Provided entries -
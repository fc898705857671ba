//! Shared fixtures for the integration suites.
//!
//! Import via `#[path = "../common/mod.rs"] mod common;` from a suite's main.rs.

#![allow(dead_code)]

use chloramine::codec::primitives::{write_string, write_unsigned_byte, write_unsigned_short};
use chloramine::{Manifest, MetadataBuilder, Uri, MAGIC_NUMBER};

pub fn url(s: &str) -> Uri {
    Uri::parse(s).expect("test URL must parse")
}

/// Populate every v0 field with the reference values.
pub fn populate_full(b: &mut dyn MetadataBuilder) {
    b.set_product_identifier("org.basinmc.faucet")
        .set_environment_type("java")
        .set_identifier("org.basinmc.test")
        .set_version("1.2.3")
        .set_distribution_url(url("http://example.org/distribution"))
        .set_documentation_url(url("http://example.org/documentation"))
        .set_issue_reporting_url(url("http://example.org/issues"))
        .add_author("John Doe", Some("Mr Pineapple"))
        .add_author("Jane Doe", Some("Mrs Pineapple"))
        .add_contributor("John Doe", Some("Mr Pineapple"))
        .add_contributor("Jane Doe", Some("Mrs Pineapple"))
        .add_service("org.basinmc.test.pineapple", "1.0.0")
        .add_service("org.basinmc.test.potato", "2.1.3")
        .add_extension_dependency("org.basinmc.stuff", "(1.0.0,2.0.0]", false)
        .add_extension_dependency("org.basinmc.things", "[1.0.0,2.1.0]", true)
        .add_service_dependency("org.basinmc.beans", "(1.0.0,2.0.0]", false)
        .add_service_dependency("org.basinmc.croquettes", "[1.0.0,2.1.0]", true);
}

/// Manifest with every v0 field set: 499 bytes, 469 of them metadata.
pub fn full_manifest() -> Manifest {
    Manifest::builder()
        .set_content_length(42)
        .set_flags(0x0001)
        .create_metadata(0, populate_full)
        .expect("reference metadata must build")
        .build()
        .expect("reference manifest must build")
}

/// Minimal v0 metadata section, written field by field.
pub fn minimal_metadata_bytes() -> Vec<u8> {
    let mut out = Vec::new();
    write_unsigned_byte(&mut out, 0).unwrap();
    write_string(&mut out, Some("org.basinmc.faucet")).unwrap();
    write_string(&mut out, Some("java")).unwrap();
    write_unsigned_short(&mut out, 0).unwrap();
    write_string(&mut out, Some("org.basinmc.test")).unwrap();
    write_string(&mut out, Some("1.2.3")).unwrap();
    for _ in 0..3 {
        write_string(&mut out, None).unwrap();
    }
    for _ in 0..5 {
        write_unsigned_short(&mut out, 0).unwrap();
    }
    out
}

/// Header bytes with arbitrary lengths.
pub fn raw_header(flags: u16, auth_len: u64, meta_len: u64, content_len: u64) -> Vec<u8> {
    let mut out = Vec::with_capacity(30);
    out.extend_from_slice(&MAGIC_NUMBER.to_be_bytes());
    out.extend_from_slice(&flags.to_be_bytes());
    out.extend_from_slice(&auth_len.to_be_bytes());
    out.extend_from_slice(&meta_len.to_be_bytes());
    out.extend_from_slice(&content_len.to_be_bytes());
    out
}

/// Known good container: minimal metadata followed by a 23 byte payload.
pub fn minimal_container() -> Vec<u8> {
    let metadata = minimal_metadata_bytes();
    let mut out = raw_header(0, 0, metadata.len() as u64, 23);
    out.extend_from_slice(&metadata);
    out.extend_from_slice(b"Hello from a container!");
    out
}
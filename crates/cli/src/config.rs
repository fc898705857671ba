//! Wrap defaults via `chloramine.toml`
//!
//! Values in the file only supply defaults; options given on the command
//! line always win.

use crate::error::CliError;
use serde::{Deserialize, Serialize};
use std::io::ErrorKind;
use std::path::Path;
use tracing::debug;

/// Config file looked up in the working directory when `--config` is absent.
pub const CONFIG_FILE_NAME: &str = "chloramine.toml";

/// Defaults for the `wrap` command.
///
/// # Example
///
/// ```toml
/// product_identifier = "org.basinmc.faucet"
/// environment_type = "java"
/// format_version = 0
/// flags = 0
/// ```
#[derive(Debug, Clone, PartialEq, Eq, Serialize, Deserialize)]
pub struct WrapConfig {
    /// Target product (default: `org.basinmc.faucet`).
    #[serde(default = "default_product_identifier")]
    pub product_identifier: String,
    /// Extension environment (default: `java`).
    #[serde(default = "default_environment_type")]
    pub environment_type: String,
    /// Metadata format revision.
    #[serde(default)]
    pub format_version: u8,
    /// Container flags.
    #[serde(default)]
    pub flags: u16,
}

fn default_product_identifier() -> String {
    "org.basinmc.faucet".to_string()
}

fn default_environment_type() -> String {
    "java".to_string()
}

impl Default for WrapConfig {
    fn default() -> Self {
        Self {
            product_identifier: default_product_identifier(),
            environment_type: default_environment_type(),
            format_version: 0,
            flags: 0,
        }
    }
}

impl WrapConfig {
    /// Read and parse config from a file path.
    ///
    /// # Errors
    ///
    /// Returns an error if the file cannot be read or parsed.
    pub fn from_file(path: &Path) -> Result<Self, CliError> {
        let content = std::fs::read_to_string(path).map_err(|e| CliError::io(path, e))?;
        toml::from_str(&content).map_err(|source| CliError::Config {
            path: path.to_path_buf(),
            source,
        })
    }

    /// Load config from `path`, falling back to defaults if it does not exist.
    pub fn load(path: &Path) -> Result<Self, CliError> {
        match Self::from_file(path) {
            Err(CliError::Io { source, .. }) if source.kind() == ErrorKind::NotFound => {
                debug!(path = %path.display(), "No config file, using defaults");
                Ok(Self::default())
            }
            other => other,
        }
    }
}
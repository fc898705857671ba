//! Metadata Handler Registry
//!
//! Maps metadata format versions to the code that decodes and builds them.
//! The registry is process-wide and starts out holding the revision 0
//! handler; further handlers may be registered at any time.
//!
//! ## Lookup
//!
//! Handlers are consulted in registration order and the first one whose
//! `accepts` predicate matches the version wins. Registering a second
//! handler for an already covered version therefore has no effect on
//! lookups for that version.
//!
//! ```ignore
//! use chloramine_manifest::registry::{register_metadata_handler, MetadataHandler};
//!
//! register_metadata_handler(MetadataHandler::new(
//!     "v1",
//!     |version| version == 1,
//!     decode_v1,
//!     new_v1_builder,
//! ));
//! ```

use crate::error::{ManifestError, Result};
use crate::metadata::{
    Metadata, MetadataBuilder, MetadataV0, MetadataV0Builder, METADATA_V0_VERSION,
};
use once_cell::sync::Lazy;
use parking_lot::RwLock;
use tracing::info;

/// Decodes the section body following the version byte.
pub type DecodeFn = fn(u8, &mut &[u8]) -> Result<Metadata>;

/// Creates an empty builder for a version.
pub type BuilderFactoryFn = fn(u8) -> Box<dyn MetadataBuilder>;

/// Registry entry for one metadata format
#[derive(Clone, Copy)]
pub struct MetadataHandler {
    /// Human-readable name for logging
    pub name: &'static str,
    /// Whether this handler covers a format version
    pub accepts: fn(u8) -> bool,
    /// Section decoder
    pub decode: DecodeFn,
    /// Builder factory
    pub new_builder: BuilderFactoryFn,
}

impl MetadataHandler {
    /// Create a new handler entry
    pub const fn new(
        name: &'static str,
        accepts: fn(u8) -> bool,
        decode: DecodeFn,
        new_builder: BuilderFactoryFn,
    ) -> Self {
        Self {
            name,
            accepts,
            decode,
            new_builder,
        }
    }
}

impl std::fmt::Debug for MetadataHandler {
    fn fmt(&self, f: &mut std::fmt::Formatter<'_>) -> std::fmt::Result {
        f.debug_struct("MetadataHandler")
            .field("name", &self.name)
            .finish()
    }
}

fn decode_v0(version: u8, buf: &mut &[u8]) -> Result<Metadata> {
    MetadataV0::decode_body(version, buf).map(Metadata::V0)
}

fn accepts_v0(version: u8) -> bool {
    version == METADATA_V0_VERSION
}

fn new_v0_builder(version: u8) -> Box<dyn MetadataBuilder> {
    Box::new(MetadataV0Builder::new(version))
}

/// Handler for format revision 0
pub const METADATA_V0_HANDLER: MetadataHandler = MetadataHandler::new(
    "v0",
    accepts_v0,
    decode_v0,
    new_v0_builder,
);

static METADATA_REGISTRY: Lazy<RwLock<Vec<MetadataHandler>>> =
    Lazy::new(|| RwLock::new(vec![METADATA_V0_HANDLER]));

/// Register an additional metadata handler
///
/// Safe to call concurrently with lookups; the handler is visible to every
/// lookup that starts after this returns.
pub fn register_metadata_handler(handler: MetadataHandler) {
    let mut registry = METADATA_REGISTRY.write();
    info!(name = handler.name, "Registered metadata handler");
    registry.push(handler);
}

fn find(version: u8) -> Result<MetadataHandler> {
    METADATA_REGISTRY
        .read()
        .iter()
        .find(|h| (h.accepts)(version))
        .copied()
        .ok_or(ManifestError::UnsupportedFormatVersion(version))
}

/// Find the handler that decodes `version`
pub fn resolve_decoder(version: u8) -> Result<MetadataHandler> {
    find(version)
}

/// Find the builder factory for `version`
pub fn resolve_builder_factory(version: u8) -> Result<BuilderFactoryFn> {
    find(version).map(|h| h.new_builder)
}

/// Create an empty builder for `version`
pub fn new_builder(version: u8) -> Result<Box<dyn MetadataBuilder>> {
    resolve_builder_factory(version).map(|factory| factory(version))
}
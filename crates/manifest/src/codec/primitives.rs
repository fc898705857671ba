//! Length-prefixed primitive encoding
//!
//! All manifest fields are built from four primitives:
//!
//! ```text
//! unsigned byte   [value: u8]
//! unsigned short  [value: u16 BE]
//! bytes / string  [length: u16 BE][data: length bytes]     length 0 = absent
//! collection      [count: u16 BE][element]*count
//! ```
//!
//! Readers operate on a `&mut &[u8]` cursor and advance it by exactly the
//! number of bytes they consume. Writers append to any [`Write`] sink and emit
//! exactly the number of bytes reported by the matching `estimate_*` function.
//!
//! A zero-length blob always decodes to `None`. An empty string and an absent
//! string therefore share one encoding; the format cannot tell them apart.

use crate::error::{ManifestError, Result};
use byteorder::{BigEndian, ReadBytesExt, WriteBytesExt};
use std::io::Write;

/// Size of the length/count prefix in bytes.
pub const LENGTH_PREFIX_SIZE: u64 = 2;

fn ensure_remaining(buf: &[u8], needed: usize) -> Result<()> {
    if buf.len() < needed {
        return Err(ManifestError::TruncatedInput {
            needed,
            remaining: buf.len(),
        });
    }
    Ok(())
}

fn length_as_i64(len: usize) -> i64 {
    i64::try_from(len).unwrap_or(i64::MAX)
}

/// Read an unsigned 8-bit integer.
pub fn read_unsigned_byte(buf: &mut &[u8]) -> Result<u8> {
    ensure_remaining(buf, 1)?;
    Ok(buf.read_u8()?)
}

/// Write an unsigned 8-bit integer.
///
/// Fails with `ValueOutOfRange` unless `0 <= value <= 255`.
pub fn write_unsigned_byte<W: Write + ?Sized>(out: &mut W, value: i64) -> Result<()> {
    let byte = u8::try_from(value).map_err(|_| ManifestError::ValueOutOfRange {
        value,
        max: u8::MAX as u64,
    })?;
    out.write_u8(byte)?;
    Ok(())
}

/// Read an unsigned 16-bit big-endian integer.
pub fn read_unsigned_short(buf: &mut &[u8]) -> Result<u16> {
    ensure_remaining(buf, 2)?;
    Ok(buf.read_u16::<BigEndian>()?)
}

/// Write an unsigned 16-bit big-endian integer.
///
/// Fails with `ValueOutOfRange` unless `0 <= value <= 65535`.
pub fn write_unsigned_short<W: Write + ?Sized>(out: &mut W, value: i64) -> Result<()> {
    let short = u16::try_from(value).map_err(|_| ManifestError::ValueOutOfRange {
        value,
        max: u16::MAX as u64,
    })?;
    out.write_u16::<BigEndian>(short)?;
    Ok(())
}

/// Read a length-prefixed blob, borrowing from the cursor.
///
/// Returns `None` for a zero-length blob.
pub fn read_bytes<'a>(buf: &mut &'a [u8]) -> Result<Option<&'a [u8]>> {
    let length = read_unsigned_short(buf)? as usize;
    if length == 0 {
        return Ok(None);
    }

    ensure_remaining(buf, length)?;
    let (data, rest) = buf.split_at(length);
    *buf = rest;
    Ok(Some(data))
}

/// Write a length-prefixed blob; `None` is written as length 0.
pub fn write_bytes<W: Write + ?Sized>(out: &mut W, data: Option<&[u8]>) -> Result<()> {
    let data = data.unwrap_or_default();
    write_unsigned_short(out, length_as_i64(data.len()))?;
    out.write_all(data)?;
    Ok(())
}

/// Encoded size of a blob written by [`write_bytes`].
pub fn estimate_bytes(data: Option<&[u8]>) -> u64 {
    LENGTH_PREFIX_SIZE + data.map_or(0, |d| d.len() as u64)
}

/// Read a length-prefixed UTF-8 string.
///
/// Returns `None` for a zero-length string.
pub fn read_string(buf: &mut &[u8]) -> Result<Option<String>> {
    match read_bytes(buf)? {
        Some(data) => Ok(Some(String::from_utf8(data.to_vec())?)),
        None => Ok(None),
    }
}

/// Write a length-prefixed UTF-8 string; `None` is written as length 0.
pub fn write_string<W: Write + ?Sized>(out: &mut W, value: Option<&str>) -> Result<()> {
    write_bytes(out, value.map(str::as_bytes))
}

/// Encoded size of a string written by [`write_string`].
pub fn estimate_string(value: Option<&str>) -> u64 {
    estimate_bytes(value.map(str::as_bytes))
}

/// Read a counted collection, decoding each element in order.
pub fn read_collection<'a, T, F>(buf: &mut &'a [u8], mut decode: F) -> Result<Vec<T>>
where
    F: FnMut(&mut &'a [u8]) -> Result<T>,
{
    let count = read_unsigned_short(buf)? as usize;
    let mut items = Vec::with_capacity(count);
    for _ in 0..count {
        items.push(decode(buf)?);
    }
    Ok(items)
}

/// Write a counted collection, encoding each element in order.
///
/// Fails with `ValueOutOfRange` when there are more than 65535 elements.
pub fn write_collection<W, T, F>(out: &mut W, items: &[T], mut encode: F) -> Result<()>
where
    W: Write + ?Sized,
    F: FnMut(&mut W, &T) -> Result<()>,
{
    write_unsigned_short(out, length_as_i64(items.len()))?;
    for item in items {
        encode(out, item)?;
    }
    Ok(())
}

/// Encoded size of a collection written by [`write_collection`].
pub fn estimate_collection<T, F>(items: &[T], estimate: F) -> u64
where
    F: Fn(&T) -> u64,
{
    LENGTH_PREFIX_SIZE + items.iter().map(estimate).sum::<u64>()
}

Task requirements - The lines that mention the word "Serialize" should be pulled from the records above.

Task answer -
use serde::{Deserialize, Serialize};
#[derive(Debug, Clone, PartialEq, Eq, Serialize, Deserialize)]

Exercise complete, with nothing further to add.